The detailed and complex agreement stipulates the mutual rights and obligations of the two parties including clauses about research fees and services, confidentiality, security against unauthorized access to the plant material before its commercialization, Intellectual Property Rights (IPR), profit-sharing, technology transfer, breach and termination of contract, and warranties. Although the agreement was limited to an initial period of five years, there was an option for renewal. Small samples of South African genetic resources supplied by SANBI are evaluated for traits of possible utility in the ornamental horticultural market. If such traits are found the germplasm is used in breeding programmes in the hope of developing products for the ornamental horticulture market. The SANBI Ball Agreement specifically restricts the use and development of South African genetic resources to ornamental horticultural uses.

In 2002/03 four Jamesbrittenia hybrids i.e. ‘Breeze Indigo’, ‘Breeze Lavendar’, ‘Breeze Pink’ and ‘Breeze Upright White’ and a Plectranthus hybrid ‘Mona Lavendar’ that was bred at Kirstenbosch, were released. In 2003/04 an additional Jamesbrittenia hybrid ‘Breeze Upright Lavendar’ and in 2004/05 a form of Arctotis arctoides, Lemon drop were also released.

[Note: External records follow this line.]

use serde::{Deserialize, Serialize};

use super::category::Category;

/// 提示词模板
#[derive(Debug, Clone, PartialEq, Serialize, Deserialize)]
pub struct PromptTemplate {
    pub id: String,
    pub name: String,
    /// 明确的类别标签，选择模板时按标签查找
    pub category: Category,
    /// 是否为该类别的默认模板
    #[serde(default)]
    pub is_default: bool,
    pub body: String,
}

/// 任务受理时捕获的模板副本
///
/// 任务运行期间只使用这份副本，目录后续变化不会影响已受理的任务。
#[derive(Debug, Clone, PartialEq)]
pub struct CategoryPrompt {
    pub category: Category,
    pub template_id: String,
    pub template_name: String,
    pub body: String,
}

impl From<&PromptTemplate> for CategoryPrompt {
    fn from(t: &PromptTemplate) -> Self {
        Self {
            category: t.category,
            template_id: t.id.clone(),
            template_name: t.name.clone(),
            body: t.body.clone(),
        }
    }
}
//! 提示词目录 - 业务能力层
//!
//! 模板按明确的类别标签查找，不根据名称或正文猜测类别。
//! 内置模板编译进二进制，用户文件（TOML）按 id 覆盖或追加。

use std::collections::HashSet;
use std::path::Path;

use serde::Deserialize;
use tokio::fs;
use tracing::{debug, info};

use crate::error::{AppError, AppResult};
use crate::models::{AnalysisType, Category, CategoryPrompt, PromptTemplate};

const BUILTIN_PROMPTS: &str = include_str!("../../prompts/default_prompts.toml");

#[derive(Debug, Deserialize)]
struct CatalogFile {
    #[serde(default)]
    templates: Vec<PromptTemplate>,
}

/// 提示词目录
#[derive(Debug, Clone)]
pub struct PromptCatalog {
    templates: Vec<PromptTemplate>,
}

impl PromptCatalog {
    /// 内置模板
    pub fn builtin() -> AppResult<Self> {
        let catalog = Self::from_toml_str(BUILTIN_PROMPTS)?;
        catalog.validate()?;
        Ok(catalog)
    }

    /// 从 TOML 文本解析，不做完整性校验
    pub fn from_toml_str(content: &str) -> AppResult<Self> {
        let file: CatalogFile = toml::from_str(content)?;
        Ok(Self {
            templates: file.templates,
        })
    }

    /// 加载内置模板，并合并可选的用户文件
    pub async fn load(user_file: Option<&Path>) -> AppResult<Self> {
        let mut catalog = Self::from_toml_str(BUILTIN_PROMPTS)?;

        if let Some(path) = user_file {
            let content = fs::read_to_string(path).await.map_err(|e| {
                AppError::Configuration(format!("无法读取提示词文件 {}: {}", path.display(), e))
            })?;
            let user = Self::from_toml_str(&content)?;
            info!(
                "✓ 从 {} 加载了 {} 个提示词模板",
                path.display(),
                user.templates.len()
            );
            catalog.merge(user);
        }

        catalog.validate()?;
        debug!("提示词目录共 {} 个模板", catalog.templates.len());
        Ok(catalog)
    }

    /// 合并另一个目录，同 id 的模板被替换
    pub fn merge(&mut self, other: PromptCatalog) {
        for template in other.templates {
            match self.templates.iter_mut().find(|t| t.id == template.id) {
                Some(existing) => *existing = template,
                None => self.templates.push(template),
            }
        }
    }

    /// 完整性校验：id 唯一，每个类别恰好一个默认模板
    pub fn validate(&self) -> AppResult<()> {
        let mut seen = HashSet::new();
        for t in &self.templates {
            if t.id.trim().is_empty() {
                return Err(AppError::Configuration("提示词模板 id 不能为空".into()));
            }
            if !seen.insert(t.id.as_str()) {
                return Err(AppError::Configuration(format!(
                    "提示词模板 id 重复: {}",
                    t.id
                )));
            }
        }

        for category in Category::all() {
            let defaults: Vec<_> = self
                .templates
                .iter()
                .filter(|t| t.category == category && t.is_default)
                .collect();
            match defaults.len() {
                0 => {
                    return Err(AppError::Configuration(format!(
                        "类别 {} 没有默认提示词模板",
                        category
                    )))
                }
                1 if defaults[0].body.trim().is_empty() => {
                    return Err(AppError::Configuration(format!(
                        "类别 {} 的默认模板 {} 正文为空",
                        category, defaults[0].id
                    )))
                }
                1 => {}
                n => {
                    return Err(AppError::Configuration(format!(
                        "类别 {} 有 {} 个默认模板，只能有一个",
                        category, n
                    )))
                }
            }
        }
        Ok(())
    }

    pub fn get(&self, id: &str) -> Option<&PromptTemplate> {
        self.templates.iter().find(|t| t.id == id)
    }

    /// 某个类别的默认模板
    pub fn default_for(&self, category: Category) -> AppResult<&PromptTemplate> {
        self.templates
            .iter()
            .find(|t| t.category == category && t.is_default)
            .ok_or_else(|| {
                AppError::Configuration(format!("类别 {} 没有默认提示词模板", category))
            })
    }

    /// 为一次任务选出各类别的模板副本
    ///
    /// - 普通分析类型：按期望类别顺序取默认模板
    /// - `custom`：使用指定 id 的模板，类别取模板自身的标签
    pub fn resolve_prompts(
        &self,
        analysis_type: AnalysisType,
        custom_prompt_id: Option<&str>,
    ) -> AppResult<Vec<CategoryPrompt>> {
        if analysis_type == AnalysisType::Custom {
            let id = custom_prompt_id
                .map(str::trim)
                .filter(|id| !id.is_empty())
                .ok_or_else(|| AppError::Validation("custom 分析必须指定提示词模板 id".into()))?;
            let template = self
                .get(id)
                .ok_or_else(|| AppError::Validation(format!("提示词模板不存在: {}", id)))?;
            if template.body.trim().is_empty() {
                return Err(AppError::Validation(format!("提示词模板 {} 正文为空", id)));
            }
            return Ok(vec![CategoryPrompt::from(template)]);
        }

        analysis_type
            .expected_categories()
            .iter()
            .map(|category| self.default_for(*category).map(CategoryPrompt::from))
            .collect()
    }

    pub fn len(&self) -> usize {
        self.templates.len()
    }

    pub fn is_empty(&self) -> bool {
        self.templates.is_empty()
    }
}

During the first phase of this project, six young horticulturists from SANBI participated in 3-month internships at Ball in Chicago.

In September 2004 the National Environmental Management: Biodiversity Act was passed. Chapter 6 of the Act requires that an export permit be obtained to export South African indigenous plant material. Prior to the granting of the permit, a Material Transfer Agreement and a Benefit-Sharing Agreement needs to be negotiated and approved. The Regulations to implement the requirements of this Chapter are currently being developed and it is assumed that these regulations will have some implications for this project. In the light of this, the Minister of Environmental Affairs and Tourism has authorized the extension of the existing agreement until the end of August 2006 to allow for the Agreement to be re-negotiated to accommodate the requirements of the regulations.